Gucci Mane’s Autobiography: A Review



First off, yes it’s been a couple of days since the last post and that’s my bad. Having a full time job and college all in one can sometimes interfere with life and projects you want to get off the ground. Nevertheless, this week we’re back on track this Monday with a new review, and finally something that isn’t a movie. To start the new week we start with a newish book in the autobiography of the Trap God, Radric “Gucci Mane” Davis.

As a young man who grew up listening to all types of music in the late 90’s/2000’s, Gucci was always either dropping decent songs that I would listen to like Lemonade, but in all honesty I was a little too young to listen to all his content. Plus, mom and dad wasn’t going to by a kid in elementary/middle school a mixtape or album from a guy who sold and did heavy amount of drugs, on top of being arrested constantly. When Gucci Mane came out of prison a couple of years ago and started to drop nonstop music, that’s when I became a huge Gucci fan. Plus, he’s one of the pioneers for modern trap rappers that have blown up, ergo the Trap God moniker.

This book is more than just his career up until he got out of jail. Gucci goes from his early years in Alabama, to his move to Atlanta and from there how he got into the drug game, and his start in rapping. As someone who has not really done a full wikipedia deep dive into Gucci, I really enjoyed learning about how he got started and see the start to the real dark points of Gucci’s life. Throughout the book, you can see where his editor tried to clean up his stories and make it more like a true autobiography, as well as where they just let Gucci be Gucci and don’t clean it up for the true fans and anyone interested. It’s really interesting to see that basically as soon as he had an album out and it was getting hot, he was pretty much sent to jail almost simultaneously. There are some things he doesn’t reveal in the book in depth as much, mainly his murder charge in 2005 and his last arrest in 2014, as he explains as his dark periods in his career. Gucci also doesn’t make any excuses in his mistakes and finally has found sobriety and has made changes for the betterment of not only him but his family.
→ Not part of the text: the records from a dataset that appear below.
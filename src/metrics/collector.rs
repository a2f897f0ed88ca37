//! Metrics collection and registry.

use crate::capture::CameraPlatform;
use crate::gallery::GalleryShell;
use crate::widget::{CaptureWidget, WidgetStats};
use prometheus::{Encoder, Gauge, IntCounter, IntGauge, Registry, TextEncoder};
use thiserror::Error;

/// Errors that can occur during metrics operations.
#[derive(Debug, Error)]
pub enum MetricsError {
    #[error("prometheus error: {0}")]
    Prometheus(#[from] prometheus::Error),
}

/// A snapshot of widget and gallery state for metrics update.
#[derive(Debug, Clone, Default)]
pub struct MetricsSnapshot {
    /// Whether a stream is currently bound.
    pub streaming: bool,
    /// Current zoom factor.
    pub zoom: f64,
    /// Lifetime widget counters.
    pub stats: WidgetStats,
    /// Photos retained by the gallery.
    pub gallery_size: usize,
}

/// Prometheus metrics registry for the capture widget.
pub struct MetricsRegistry {
    registry: Registry,

    // Live state
    streaming: IntGauge,
    zoom: Gauge,
    gallery_size: IntGauge,

    // Acquisition
    acquisitions_total: IntCounter,
    acquisition_failures_total: IntCounter,
    fallbacks_total: IntCounter,
    switch_failures_total: IntCounter,
    stale_discarded_total: IntCounter,

    // Capture
    photos_captured_total: IntCounter,
}

impl MetricsRegistry {
    /// Creates a new metrics registry with all widget metrics registered.
    pub fn new() -> Result<Self, MetricsError> {
        let registry = Registry::new();

        let streaming = IntGauge::new(
            "snapcam_streaming",
            "Whether a camera stream is bound (1=streaming, 0=not)",
        )?;
        let zoom = Gauge::new("snapcam_zoom_level", "Current digital zoom factor")?;
        let gallery_size = IntGauge::new(
            "snapcam_gallery_size",
            "Photos retained by the gallery, including hidden ones",
        )?;

        let acquisitions_total = IntCounter::new(
            "snapcam_acquisitions_total",
            "Camera streams successfully bound",
        )?;
        let acquisition_failures_total = IntCounter::new(
            "snapcam_acquisition_failures_total",
            "Acquisitions that ended in an error",
        )?;
        let fallbacks_total = IntCounter::new(
            "snapcam_fallbacks_total",
            "Fallbacks to the opposite camera after the preferred one was rejected",
        )?;
        let switch_failures_total = IntCounter::new(
            "snapcam_switch_failures_total",
            "Camera switches that failed",
        )?;
        let stale_discarded_total = IntCounter::new(
            "snapcam_stale_streams_discarded_total",
            "Streams released because they resolved after teardown",
        )?;
        let photos_captured_total = IntCounter::new(
            "snapcam_photos_captured_total",
            "Still photos captured",
        )?;

        registry.register(Box::new(streaming.clone()))?;
        registry.register(Box::new(zoom.clone()))?;
        registry.register(Box::new(gallery_size.clone()))?;
        registry.register(Box::new(acquisitions_total.clone()))?;
        registry.register(Box::new(acquisition_failures_total.clone()))?;
        registry.register(Box::new(fallbacks_total.clone()))?;
        registry.register(Box::new(switch_failures_total.clone()))?;
        registry.register(Box::new(stale_discarded_total.clone()))?;
        registry.register(Box::new(photos_captured_total.clone()))?;

        Ok(Self {
            registry,
            streaming,
            zoom,
            gallery_size,
            acquisitions_total,
            acquisition_failures_total,
            fallbacks_total,
            switch_failures_total,
            stale_discarded_total,
            photos_captured_total,
        })
    }

    /// Updates all metrics from a snapshot.
    pub fn update(&self, snapshot: &MetricsSnapshot) {
        self.streaming.set(i64::from(snapshot.streaming));
        self.zoom.set(snapshot.zoom);
        self.gallery_size.set(snapshot.gallery_size as i64);

        // Counters only move forward; add the difference.
        let stats = &snapshot.stats;
        advance(&self.acquisitions_total, stats.acquisitions);
        advance(&self.acquisition_failures_total, stats.acquisition_failures);
        advance(&self.fallbacks_total, stats.fallbacks);
        advance(&self.switch_failures_total, stats.switch_failures);
        advance(&self.stale_discarded_total, stats.stale_discarded);
        advance(&self.photos_captured_total, stats.photos_captured);
    }

    /// Encodes all metrics in Prometheus text format.
    pub fn encode(&self) -> Result<String, MetricsError> {
        let encoder = TextEncoder::new();
        let metric_families = self.registry.gather();
        let mut buffer = Vec::new();
        encoder.encode(&metric_families, &mut buffer)?;
        Ok(String::from_utf8_lossy(&buffer).into_owned())
    }
}

fn advance(counter: &IntCounter, total: u64) {
    let current = counter.get();
    if total > current {
        counter.inc_by(total - current);
    }
}

impl MetricsSnapshot {
    /// Creates a snapshot from a widget and, if present, its gallery.
    pub fn from_components<P: CameraPlatform>(
        widget: &CaptureWidget<P>,
        gallery: Option<&GalleryShell<P>>,
    ) -> Self {
        Self {
            streaming: widget.is_streaming(),
            zoom: widget.zoom().factor(),
            stats: widget.stats(),
            gallery_size: gallery.map_or(0, GalleryShell::len),
        }
    }
}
The actual music portion of the book is great too, don’t get me wrong. I think his start and grind in rap was intriguing because Gucci just found the legendary producer Zaytoven and some other local producers and made some of the most popular songs in the genre. Again, as a youngling I wasn’t super familiar with his beef and battles with Jeezy early on either. Hell, I didn’t think those two ever had any interactions with one another. And from what was told, they were pretty much gonna throw fist if they saw each other. On top of that, Gucci is responsible for the career of Waka Flocka Flame, OJ da Juiceman, Young Dolph, Young Thug, and the newest and hottest Atlanta rappers currently, Migos. I had always heard those guys shout Gucci out, but I had no clue he was pretty much the dude who put each of these guys on the map. He even says he wants to be the leader in finding the new wave of hip hop icons not only from Atlanta but across the country, on top of releasing music for the fans hand over fist.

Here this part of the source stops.